Task objective
For the records below, print the lines from the line with "let len = match" through the line with "one length-prefixed frame." exactly as written; include both end lines and exclude the rest.
◇ ◇ ◇ ◇ ◇
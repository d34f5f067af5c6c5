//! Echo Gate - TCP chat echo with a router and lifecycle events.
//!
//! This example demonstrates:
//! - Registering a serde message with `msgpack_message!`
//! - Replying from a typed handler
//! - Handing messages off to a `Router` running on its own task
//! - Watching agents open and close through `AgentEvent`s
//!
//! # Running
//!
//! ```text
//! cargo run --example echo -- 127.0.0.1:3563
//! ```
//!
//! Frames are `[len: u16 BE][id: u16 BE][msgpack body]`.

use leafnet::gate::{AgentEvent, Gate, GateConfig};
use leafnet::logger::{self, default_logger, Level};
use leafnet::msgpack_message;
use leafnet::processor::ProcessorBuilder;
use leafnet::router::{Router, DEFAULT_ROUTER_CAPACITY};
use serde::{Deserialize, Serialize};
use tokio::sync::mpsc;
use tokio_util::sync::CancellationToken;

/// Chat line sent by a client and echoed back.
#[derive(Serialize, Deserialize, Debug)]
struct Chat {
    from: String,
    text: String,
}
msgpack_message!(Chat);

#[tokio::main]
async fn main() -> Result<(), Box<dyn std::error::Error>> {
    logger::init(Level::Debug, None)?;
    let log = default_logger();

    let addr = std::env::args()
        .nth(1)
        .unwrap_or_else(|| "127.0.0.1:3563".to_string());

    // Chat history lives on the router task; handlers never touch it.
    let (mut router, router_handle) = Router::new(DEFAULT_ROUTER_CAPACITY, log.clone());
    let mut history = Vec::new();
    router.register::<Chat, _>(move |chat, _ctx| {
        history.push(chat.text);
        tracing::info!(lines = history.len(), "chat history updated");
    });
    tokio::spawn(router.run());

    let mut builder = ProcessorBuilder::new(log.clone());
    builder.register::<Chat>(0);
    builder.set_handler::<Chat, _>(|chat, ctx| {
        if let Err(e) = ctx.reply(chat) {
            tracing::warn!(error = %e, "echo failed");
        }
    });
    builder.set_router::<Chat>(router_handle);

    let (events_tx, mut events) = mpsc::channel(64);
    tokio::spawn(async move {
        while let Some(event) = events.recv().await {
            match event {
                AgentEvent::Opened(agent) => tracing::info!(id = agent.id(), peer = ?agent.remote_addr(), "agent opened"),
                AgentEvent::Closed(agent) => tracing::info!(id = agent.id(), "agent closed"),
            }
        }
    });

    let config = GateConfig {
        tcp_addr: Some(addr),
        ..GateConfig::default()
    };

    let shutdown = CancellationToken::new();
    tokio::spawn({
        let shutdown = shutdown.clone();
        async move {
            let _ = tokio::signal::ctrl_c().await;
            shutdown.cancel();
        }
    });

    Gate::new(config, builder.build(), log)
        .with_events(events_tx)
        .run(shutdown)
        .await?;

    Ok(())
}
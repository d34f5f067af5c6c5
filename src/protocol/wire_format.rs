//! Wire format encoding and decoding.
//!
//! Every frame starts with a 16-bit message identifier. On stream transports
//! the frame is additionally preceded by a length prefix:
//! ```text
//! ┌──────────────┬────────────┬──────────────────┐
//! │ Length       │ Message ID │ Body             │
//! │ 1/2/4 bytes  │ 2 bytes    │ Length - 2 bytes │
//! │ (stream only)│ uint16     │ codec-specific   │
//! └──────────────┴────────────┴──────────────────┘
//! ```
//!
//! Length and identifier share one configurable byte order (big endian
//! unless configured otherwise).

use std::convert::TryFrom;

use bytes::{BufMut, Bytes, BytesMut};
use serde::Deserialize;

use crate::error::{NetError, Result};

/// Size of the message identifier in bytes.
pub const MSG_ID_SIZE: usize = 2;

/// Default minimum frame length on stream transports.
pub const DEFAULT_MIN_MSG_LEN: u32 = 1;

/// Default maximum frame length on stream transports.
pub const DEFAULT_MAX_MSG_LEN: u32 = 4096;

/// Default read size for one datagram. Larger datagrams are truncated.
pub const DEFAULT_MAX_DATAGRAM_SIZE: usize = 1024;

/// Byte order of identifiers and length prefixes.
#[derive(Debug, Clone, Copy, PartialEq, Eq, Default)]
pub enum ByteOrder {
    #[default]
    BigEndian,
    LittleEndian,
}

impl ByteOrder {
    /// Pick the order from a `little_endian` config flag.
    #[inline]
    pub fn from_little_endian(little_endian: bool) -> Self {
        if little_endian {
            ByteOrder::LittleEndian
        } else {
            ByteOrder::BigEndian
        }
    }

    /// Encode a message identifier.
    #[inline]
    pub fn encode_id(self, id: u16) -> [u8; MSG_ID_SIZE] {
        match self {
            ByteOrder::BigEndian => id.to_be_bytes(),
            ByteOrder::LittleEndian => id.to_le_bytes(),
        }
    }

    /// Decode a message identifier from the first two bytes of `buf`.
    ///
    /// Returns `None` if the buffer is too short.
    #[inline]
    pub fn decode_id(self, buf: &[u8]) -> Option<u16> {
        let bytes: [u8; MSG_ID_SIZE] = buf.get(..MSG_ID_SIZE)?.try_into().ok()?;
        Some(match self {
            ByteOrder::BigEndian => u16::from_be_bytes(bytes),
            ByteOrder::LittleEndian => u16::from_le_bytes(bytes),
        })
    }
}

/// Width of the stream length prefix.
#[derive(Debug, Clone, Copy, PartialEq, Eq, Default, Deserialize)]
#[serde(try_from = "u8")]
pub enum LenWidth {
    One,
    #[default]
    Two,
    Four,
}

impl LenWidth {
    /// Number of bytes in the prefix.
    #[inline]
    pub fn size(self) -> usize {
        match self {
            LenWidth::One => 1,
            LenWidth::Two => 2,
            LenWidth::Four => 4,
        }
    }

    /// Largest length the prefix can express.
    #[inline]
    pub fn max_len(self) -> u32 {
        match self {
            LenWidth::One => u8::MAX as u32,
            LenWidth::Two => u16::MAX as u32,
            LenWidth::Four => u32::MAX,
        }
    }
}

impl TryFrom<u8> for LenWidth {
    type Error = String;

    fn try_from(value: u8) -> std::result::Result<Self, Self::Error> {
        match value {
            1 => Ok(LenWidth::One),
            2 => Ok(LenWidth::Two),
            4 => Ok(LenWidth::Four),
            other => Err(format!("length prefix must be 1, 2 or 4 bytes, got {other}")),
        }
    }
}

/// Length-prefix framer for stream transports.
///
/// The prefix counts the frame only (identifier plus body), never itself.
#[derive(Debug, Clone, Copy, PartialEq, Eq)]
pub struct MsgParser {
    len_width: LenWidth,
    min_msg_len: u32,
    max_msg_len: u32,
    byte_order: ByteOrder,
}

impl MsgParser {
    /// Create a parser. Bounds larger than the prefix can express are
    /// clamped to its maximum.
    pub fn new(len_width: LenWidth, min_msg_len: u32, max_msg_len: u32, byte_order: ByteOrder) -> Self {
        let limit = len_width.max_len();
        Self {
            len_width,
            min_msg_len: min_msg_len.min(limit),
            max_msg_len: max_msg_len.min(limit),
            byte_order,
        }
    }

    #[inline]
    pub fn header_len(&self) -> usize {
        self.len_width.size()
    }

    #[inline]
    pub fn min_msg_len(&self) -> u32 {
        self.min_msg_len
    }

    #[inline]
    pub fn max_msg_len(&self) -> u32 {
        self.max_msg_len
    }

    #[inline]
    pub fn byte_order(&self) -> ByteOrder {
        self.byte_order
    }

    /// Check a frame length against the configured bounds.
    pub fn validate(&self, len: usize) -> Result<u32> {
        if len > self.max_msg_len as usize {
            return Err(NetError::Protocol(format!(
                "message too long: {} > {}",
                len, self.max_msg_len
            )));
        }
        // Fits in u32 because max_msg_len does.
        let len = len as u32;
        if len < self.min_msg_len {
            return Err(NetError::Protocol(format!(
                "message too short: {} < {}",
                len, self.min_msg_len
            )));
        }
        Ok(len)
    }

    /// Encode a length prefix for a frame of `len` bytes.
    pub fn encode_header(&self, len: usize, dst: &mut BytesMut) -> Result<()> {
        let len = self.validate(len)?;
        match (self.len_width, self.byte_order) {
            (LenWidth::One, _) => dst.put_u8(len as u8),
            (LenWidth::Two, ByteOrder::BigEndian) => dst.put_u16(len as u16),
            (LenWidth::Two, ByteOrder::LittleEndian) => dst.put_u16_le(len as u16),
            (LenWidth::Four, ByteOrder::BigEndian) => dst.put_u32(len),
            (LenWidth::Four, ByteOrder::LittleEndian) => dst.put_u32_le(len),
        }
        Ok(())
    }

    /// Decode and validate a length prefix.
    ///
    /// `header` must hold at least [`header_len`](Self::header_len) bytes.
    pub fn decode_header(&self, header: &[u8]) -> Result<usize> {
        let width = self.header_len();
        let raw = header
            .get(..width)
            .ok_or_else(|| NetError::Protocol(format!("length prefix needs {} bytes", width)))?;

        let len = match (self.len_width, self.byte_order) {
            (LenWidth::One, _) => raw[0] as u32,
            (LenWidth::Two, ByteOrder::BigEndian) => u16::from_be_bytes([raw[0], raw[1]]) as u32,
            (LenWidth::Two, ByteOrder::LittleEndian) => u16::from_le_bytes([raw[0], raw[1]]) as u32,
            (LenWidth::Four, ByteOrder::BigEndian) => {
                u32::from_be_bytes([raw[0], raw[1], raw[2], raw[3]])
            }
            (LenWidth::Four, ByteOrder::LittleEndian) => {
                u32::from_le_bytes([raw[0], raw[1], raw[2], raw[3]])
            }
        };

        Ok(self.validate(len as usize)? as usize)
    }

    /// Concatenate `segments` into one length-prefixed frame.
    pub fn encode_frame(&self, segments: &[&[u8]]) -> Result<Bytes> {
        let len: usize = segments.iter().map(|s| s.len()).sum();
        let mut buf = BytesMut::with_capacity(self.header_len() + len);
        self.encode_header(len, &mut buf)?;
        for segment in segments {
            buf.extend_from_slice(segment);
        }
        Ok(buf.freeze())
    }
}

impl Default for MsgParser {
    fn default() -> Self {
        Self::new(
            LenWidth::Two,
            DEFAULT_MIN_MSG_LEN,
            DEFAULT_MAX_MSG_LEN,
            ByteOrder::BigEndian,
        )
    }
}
◇ ◇ ◇ ◇ ◇
Solved exercise
        let len = match (self.len_width, self.byte_order) {
            (LenWidth::One, _) => raw[0] as u32,
            (LenWidth::Two, ByteOrder::BigEndian) => u16::from_be_bytes([raw[0], raw[1]]) as u32,
            (LenWidth::Two, ByteOrder::LittleEndian) => u16::from_le_bytes([raw[0], raw[1]]) as u32,
            (LenWidth::Four, ByteOrder::BigEndian) => {
                u32::from_be_bytes([raw[0], raw[1], raw[2], raw[3]])
            }
            (LenWidth::Four, ByteOrder::LittleEndian) => {
                u32::from_le_bytes([raw[0], raw[1], raw[2], raw[3]])
            }
        };

        Ok(self.validate(len as usize)? as usize)
    }

    /// Concatenate `segments` into one length-prefixed frame.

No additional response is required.